Questo turbine continuo fra coloro che vengono mangiati e coloro che invece si cibano degli altri, ammette ancora Remotti, produce vertigine: un sottile gioco di specchi dove l’”altro” è perennemente rispecchiato in “noi” e viceversa. Una vertigine che, per quanto significativa e complessa, non può esimersi da una certa dose di “pazzia”, che l’antropologo italiano fa coincidere con il “non rendersi conto” del vicolo cieco che le popolazioni avversarie hanno contribuito reciprocamente a costruire a causa delle loro esasperate esigenze di alimentare le rispettive identità. La caratteristica del “non rendersi conto” la si ritrova in una canzone che un prigioniero recita ogni volta che viene sconfitto, così come riportato da Montaigne:

“Io posseggo una canzone composta da un prigioniero, in cui si trova questo tratto saliente: che vengano pure arditamente tutti quanti e si radunino per mangiarlo; mangeranno, così, al tempo stesso, i loro padri e i loro avi, che hanno servito di alimento e di nutrimento al suo corpo. <<Questi muscoli>> dice <<questa carne e queste vene sono i vostri, poveri pazzi che siete; non vi rendete conto che dentro vi è ancora la sostanza delle membra dei vostri antenati: assapora teli bene, vi troverete il sapore della vostra stessa carne>>. Idea questa

che non ha niente di barbarico.”45

Come già fatto notare dal filosofo francese, non si tratta di nulla di barbarico. Ma questo non toglie che le parole del canto del prigioniero denuncino l’aspetto tragico della contrapposizione delle identità che, dominate da questa strana forma di “pazzia”

identitaria, non si rendono conto dell’arbitrarietà ed anche di quanto possa risultare controproducente continuare in questa guerra perenne per imporre sé stessi. Il cannibalismo, quindi, viene rivestito anche di una patina tragica, sottratto all’immaginario sanguinario e violento al quale viene continuamente associato per rappresentare invece, come dice Remotti, “il complesso del dramma” in cui un prigioniero si trova intrappolato:

“forse è una denuncia della logica (barbarica?) in cui si trovano irretiti sia il gruppo A sia il gruppo B. Quel <<non vi rendete conto>>, rivolto ad A potrebbe allora essere generalizzato e trasformato in un “poveri pazzi che siamo, non ci rendiamo conto”: perché gli stessi motivi di pazzia che il prigioniero B rinfaccia ad A possono essere ugualmente

rivolti da un prigioniero A al gruppo B.”46

La disamina di Remotti ha mostrato, quindi, un aspetto teorico inedito del cannibalismo e che, se non opportunamente contestualizzato, sarebbe alquanto complesso da cogliere.

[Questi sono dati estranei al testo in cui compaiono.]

//! Minimal zip writer for test archives
//!
//! Entries are stored uncompressed, which every `unzip` accepts. Names
//! ending in `/` become directory entries.

use flate2::Crc;

const LOCAL_HEADER_SIG: u32 = 0x0403_4b50;
const CENTRAL_HEADER_SIG: u32 = 0x0201_4b50;
const END_OF_CENTRAL_DIR_SIG: u32 = 0x0605_4b50;

/// Version made by: unix host, spec 2.0
const MADE_BY_UNIX: u16 = (3 << 8) | 20;
const VERSION_NEEDED: u16 = 20;

/// Build a stored zip archive from `(name, contents)` pairs
pub fn stored_zip(entries: &[(&str, &str)]) -> Vec<u8> {
    let mut out = Vec::new();
    let mut central = Vec::new();

    for (name, data) in entries {
        let data = data.as_bytes();
        let offset = out.len() as u32;
        let mut crc = Crc::new();
        crc.update(data);
        let crc = crc.sum();
        let size = data.len() as u32;
        let is_dir = name.ends_with('/');
        let mode: u32 = if is_dir { 0o40755 } else { 0o100644 };

        put_u32(&mut out, LOCAL_HEADER_SIG);
        put_u16(&mut out, VERSION_NEEDED);
        put_u16(&mut out, 0); // flags
        put_u16(&mut out, 0); // stored
        put_u16(&mut out, 0); // mod time
        put_u16(&mut out, 0x21); // mod date: 1980-01-01
        put_u32(&mut out, crc);
        put_u32(&mut out, size);
        put_u32(&mut out, size);
        put_u16(&mut out, name.len() as u16);
        put_u16(&mut out, 0);
        out.extend_from_slice(name.as_bytes());
        out.extend_from_slice(data);

        put_u32(&mut central, CENTRAL_HEADER_SIG);
        put_u16(&mut central, MADE_BY_UNIX);
        put_u16(&mut central, VERSION_NEEDED);
        put_u16(&mut central, 0);
        put_u16(&mut central, 0);
        put_u16(&mut central, 0);
        put_u16(&mut central, 0x21);
        put_u32(&mut central, crc);
        put_u32(&mut central, size);
        put_u32(&mut central, size);
        put_u16(&mut central, name.len() as u16);
        put_u16(&mut central, 0); // extra
        put_u16(&mut central, 0); // comment
        put_u16(&mut central, 0); // disk
        put_u16(&mut central, 0); // internal attrs
        put_u32(&mut central, (mode << 16) | if is_dir { 0x10 } else { 0 });
        put_u32(&mut central, offset);
        central.extend_from_slice(name.as_bytes());
    }

    let central_offset = out.len() as u32;
    let central_size = central.len() as u32;
    out.extend_from_slice(&central);

    put_u32(&mut out, END_OF_CENTRAL_DIR_SIG);
    put_u16(&mut out, 0);
    put_u16(&mut out, 0);
    put_u16(&mut out, entries.len() as u16);
    put_u16(&mut out, entries.len() as u16);
    put_u32(&mut out, central_size);
    put_u32(&mut out, central_offset);
    put_u16(&mut out, 0);

    out
}

fn put_u16(buf: &mut Vec<u8>, value: u16) {
    buf.extend_from_slice(&value.to_le_bytes());
}

fn put_u32(buf: &mut Vec<u8>, value: u32) {
    buf.extend_from_slice(&value.to_le_bytes());
}
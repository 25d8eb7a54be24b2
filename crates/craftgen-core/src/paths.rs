//! Project root handling
//!
//! Every path the scaffold writes is expressed relative to a single
//! [`ProjectRoot`]. Relative paths are checked before they are joined so a
//! settings file cannot point a step outside the project.

use camino::{Utf8Component, Utf8Path, Utf8PathBuf};

use crate::error::{Error, Result};

/// Absolute directory that a scaffold run writes into
#[derive(Debug, Clone, PartialEq, Eq)]
pub struct ProjectRoot {
    root: Utf8PathBuf,
}

impl ProjectRoot {
    /// Establish a project root, resolving relative paths against the
    /// current working directory.
    pub fn new(path: impl Into<Utf8PathBuf>) -> Result<Self> {
        let path = path.into();
        let root = if path.is_absolute() {
            path
        } else {
            let cwd = std::env::current_dir()?;
            let cwd = Utf8PathBuf::try_from(cwd).map_err(|e| {
                Error::invalid_path(e.into_path_buf().display().to_string(), "not valid UTF-8")
            })?;
            cwd.join(path)
        };

        Ok(Self {
            root: normalize(&root),
        })
    }

    /// The absolute root path
    pub fn path(&self) -> &Utf8Path {
        &self.root
    }

    /// Join a project-relative path onto the root
    pub fn resolve(&self, relative: impl AsRef<Utf8Path>) -> Result<Utf8PathBuf> {
        let relative = relative.as_ref();
        validate_relative(relative)?;
        Ok(normalize(&self.root.join(relative)))
    }

    /// Strip the root from an absolute path for display
    pub fn display_relative<'a>(&self, path: &'a Utf8Path) -> &'a Utf8Path {
        path.strip_prefix(&self.root).unwrap_or(path)
    }
}

/// Check that a path stays inside whatever directory it is joined onto
pub fn validate_relative(path: &Utf8Path) -> Result<()> {
    if path.as_str().is_empty() {
        return Err(Error::invalid_path(path.as_str(), "path is empty"));
    }

    for component in path.components() {
        match component {
            Utf8Component::Prefix(_) | Utf8Component::RootDir => {
                return Err(Error::invalid_path(path.as_str(), "must be relative"));
            }
            Utf8Component::ParentDir => {
                return Err(Error::invalid_path(
                    path.as_str(),
                    "directory traversal (..) is not allowed",
                ));
            }
            Utf8Component::CurDir | Utf8Component::Normal(_) => {}
        }
    }

    Ok(())
}

/// Drop `.` components
fn normalize(path: &Utf8Path) -> Utf8PathBuf {
    let mut normalized = Utf8PathBuf::new();
    for component in path.components() {
        if !matches!(component, Utf8Component::CurDir) {
            normalized.push(component.as_str());
        }
    }
    normalized
}
//! Settings file loading
//!
//! Settings are resolved in order:
//! 1. An explicit path (`--settings` / `CRAFTGEN_SETTINGS`)
//! 2. `settings.yaml` in the user config directory, if present
//! 3. The defaults compiled into the binary

use std::fmt;
use std::fs;

use camino::{Utf8Path, Utf8PathBuf};
use directories::ProjectDirs;
use tracing::debug;

use crate::error::{Error, Result};
use crate::types::{ProjectAnswers, ScaffoldSettings};

const EMBEDDED_SETTINGS: &str = include_str!("defaults.yaml");

const SETTINGS_FILE_NAME: &str = "settings.yaml";

/// Where a settings document came from
#[derive(Debug, Clone, PartialEq, Eq)]
pub enum SettingsSource {
    Embedded,
    File(Utf8PathBuf),
}

impl fmt::Display for SettingsSource {
    fn fmt(&self, f: &mut fmt::Formatter<'_>) -> fmt::Result {
        match self {
            Self::Embedded => write!(f, "built-in defaults"),
            Self::File(path) => write!(f, "{}", path),
        }
    }
}

/// Loads [`ScaffoldSettings`] from the first available source
#[derive(Debug, Default)]
pub struct SettingsLoader {
    explicit: Option<Utf8PathBuf>,
    user_dir: Option<Utf8PathBuf>,
}

impl SettingsLoader {
    /// Loader that also looks in the user's config directory
    pub fn new() -> Self {
        let user_dir = ProjectDirs::from("com", "line58", "craftgen")
            .and_then(|dirs| Utf8PathBuf::try_from(dirs.config_dir().to_path_buf()).ok());

        Self {
            explicit: None,
            user_dir,
        }
    }

    /// Use an explicit settings file; it must exist
    pub fn with_path(mut self, path: Option<&Utf8Path>) -> Self {
        self.explicit = path.map(Utf8Path::to_path_buf);
        self
    }

    /// Override the user config directory
    pub fn with_user_dir(mut self, dir: Option<Utf8PathBuf>) -> Self {
        self.user_dir = dir;
        self
    }

    /// The built-in defaults
    pub fn embedded() -> Result<ScaffoldSettings> {
        ScaffoldSettings::from_yaml(EMBEDDED_SETTINGS)
    }

    /// Resolve and load settings
    pub fn load(&self) -> Result<(ScaffoldSettings, SettingsSource)> {
        if let Some(path) = &self.explicit {
            return Ok((read_settings(path)?, SettingsSource::File(path.clone())));
        }

        if let Some(dir) = &self.user_dir {
            let path = dir.join(SETTINGS_FILE_NAME);
            if path.is_file() {
                return Ok((read_settings(&path)?, SettingsSource::File(path)));
            }
            debug!("No user settings at {}", path);
        }

        Ok((Self::embedded()?, SettingsSource::Embedded))
    }
}

fn read_settings(path: &Utf8Path) -> Result<ScaffoldSettings> {
    debug!("Loading settings from {}", path);
    let content = fs::read_to_string(path).map_err(|e| {
        if e.kind() == std::io::ErrorKind::NotFound {
            Error::settings_not_found(path.as_str())
        } else {
            Error::Io(e)
        }
    })?;
    ScaffoldSettings::from_yaml(&content)
}

/// Read a non-interactive answers file
pub fn load_answers(path: &Utf8Path) -> Result<ProjectAnswers> {
    let content = fs::read_to_string(path).map_err(|e| {
        if e.kind() == std::io::ErrorKind::NotFound {
            Error::settings_not_found(path.as_str())
        } else {
            Error::Io(e)
        }
    })?;
    Ok(serde_yaml_ng::from_str(&content)?)
}
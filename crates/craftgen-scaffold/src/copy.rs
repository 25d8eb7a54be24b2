//! Recursive directory copy

use camino::{Utf8Path, Utf8PathBuf};
use tracing::debug;
use walkdir::WalkDir;

use crate::error::{Error, Result};

/// Copy the tree at `from` into `to`, returning the number of files copied.
///
/// `to` is created if needed and existing files are overwritten.
pub fn copy_tree(from: &Utf8Path, to: &Utf8Path) -> Result<usize> {
    let fail = |cause: std::io::Error| Error::copy(from.as_str(), to.as_str(), cause);

    if !from.is_dir() {
        return Err(fail(std::io::Error::new(
            std::io::ErrorKind::NotFound,
            "source directory does not exist",
        )));
    }

    std::fs::create_dir_all(to).map_err(fail)?;

    let mut copied = 0;
    for entry in WalkDir::new(from).min_depth(1).sort_by_file_name() {
        let entry = entry.map_err(|e| fail(e.into()))?;
        let relative = entry
            .path()
            .strip_prefix(from)
            .map_err(|e| fail(std::io::Error::other(e)))?;
        let relative = Utf8PathBuf::try_from(relative.to_path_buf())
            .map_err(|e| fail(std::io::Error::other(e)))?;
        let target = to.join(&relative);

        if entry.file_type().is_dir() {
            std::fs::create_dir_all(&target).map_err(fail)?;
        } else {
            std::fs::copy(entry.path(), &target).map_err(fail)?;
            copied += 1;
        }
    }

    debug!("Copied {} files from {} to {}", copied, from, to);
    Ok(copied)
}
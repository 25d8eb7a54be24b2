//! Command implementations

pub mod scaffold;
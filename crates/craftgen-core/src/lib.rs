//! # craftgen-core
//!
//! Core library for craftgen providing:
//! - The immutable project configuration gathered at startup
//! - Scaffold settings (archive URLs, prune list, template manifest)
//! - Project-root path resolution

pub mod config;
pub mod error;
pub mod paths;
pub mod types;

pub use config::SettingsLoader;
pub use error::{Error, Result};
pub use paths::ProjectRoot;
pub use types::{ProjectConfig, ScaffoldSettings};
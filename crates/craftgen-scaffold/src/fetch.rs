//! Archive download
//!
//! One GET per archive, streamed to a `.part` file next to the destination
//! and renamed into place once the body is complete. There is no retry: a
//! failed download fails the run.

use std::time::Duration;

use camino::{Utf8Path, Utf8PathBuf};
use craftgen_core::types::NetworkSettings;
use tokio::io::AsyncWriteExt;
use tracing::{debug, info};

use crate::error::{Error, FetchCause, Result};

/// HTTP archive fetcher
#[derive(Debug, Clone)]
pub struct ArchiveFetcher {
    client: reqwest::Client,
}

impl ArchiveFetcher {
    /// Create a fetcher from network settings
    pub fn new(network: &NetworkSettings) -> Result<Self> {
        let mut builder = reqwest::Client::builder().user_agent(&network.user_agent);
        if let Some(secs) = network.connect_timeout_secs {
            builder = builder.connect_timeout(Duration::from_secs(secs));
        }
        if let Some(secs) = network.timeout_secs {
            builder = builder.timeout(Duration::from_secs(secs));
        }

        Ok(Self {
            client: builder.build()?,
        })
    }

    /// Download `url` to `dest`, creating parent directories as needed.
    ///
    /// Returns the path written, which is always `dest`.
    pub async fn fetch(&self, url: &str, dest: &Utf8Path) -> Result<Utf8PathBuf> {
        info!("Downloading {}", url);

        if let Some(parent) = dest.parent() {
            tokio::fs::create_dir_all(parent)
                .await
                .map_err(|e| Error::fetch(url, e))?;
        }

        let mut response = self
            .client
            .get(url)
            .send()
            .await
            .map_err(|e| Error::fetch(url, e))?;

        let status = response.status();
        if !status.is_success() {
            return Err(Error::fetch(url, FetchCause::Status(status.as_u16())));
        }

        let part = part_path(dest);
        let written = match self.stream_to(&mut response, &part).await {
            Ok(written) => written,
            Err(cause) => {
                let _ = tokio::fs::remove_file(&part).await;
                return Err(Error::fetch(url, cause));
            }
        };

        tokio::fs::rename(&part, dest)
            .await
            .map_err(|e| Error::fetch(url, e))?;

        debug!("Wrote {} bytes to {}", written, dest);
        Ok(dest.to_path_buf())
    }

    async fn stream_to(
        &self,
        response: &mut reqwest::Response,
        path: &Utf8Path,
    ) -> std::result::Result<u64, FetchCause> {
        let mut file = tokio::fs::File::create(path).await?;
        let mut written = 0u64;

        while let Some(chunk) = response.chunk().await? {
            file.write_all(&chunk).await?;
            written += chunk.len() as u64;
        }

        file.flush().await?;
        Ok(written)
    }
}

fn part_path(dest: &Utf8Path) -> Utf8PathBuf {
    let mut name = dest.file_name().unwrap_or("download").to_string();
    name.push_str(".part");
    dest.with_file_name(name)
}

L’impostazione sociologica, e non esclusivamente

un’impostazione logica, quindi, può essere la chiave adeguata per comprendere appieno il morso che ingurgita l’alterità, un sistema in un determinato ambiente sociale, il “non-senso” nella sua concatenazione nel reale, per quanto di difficile metabolizzazione possa sempre restare agli occhi di chi osserva.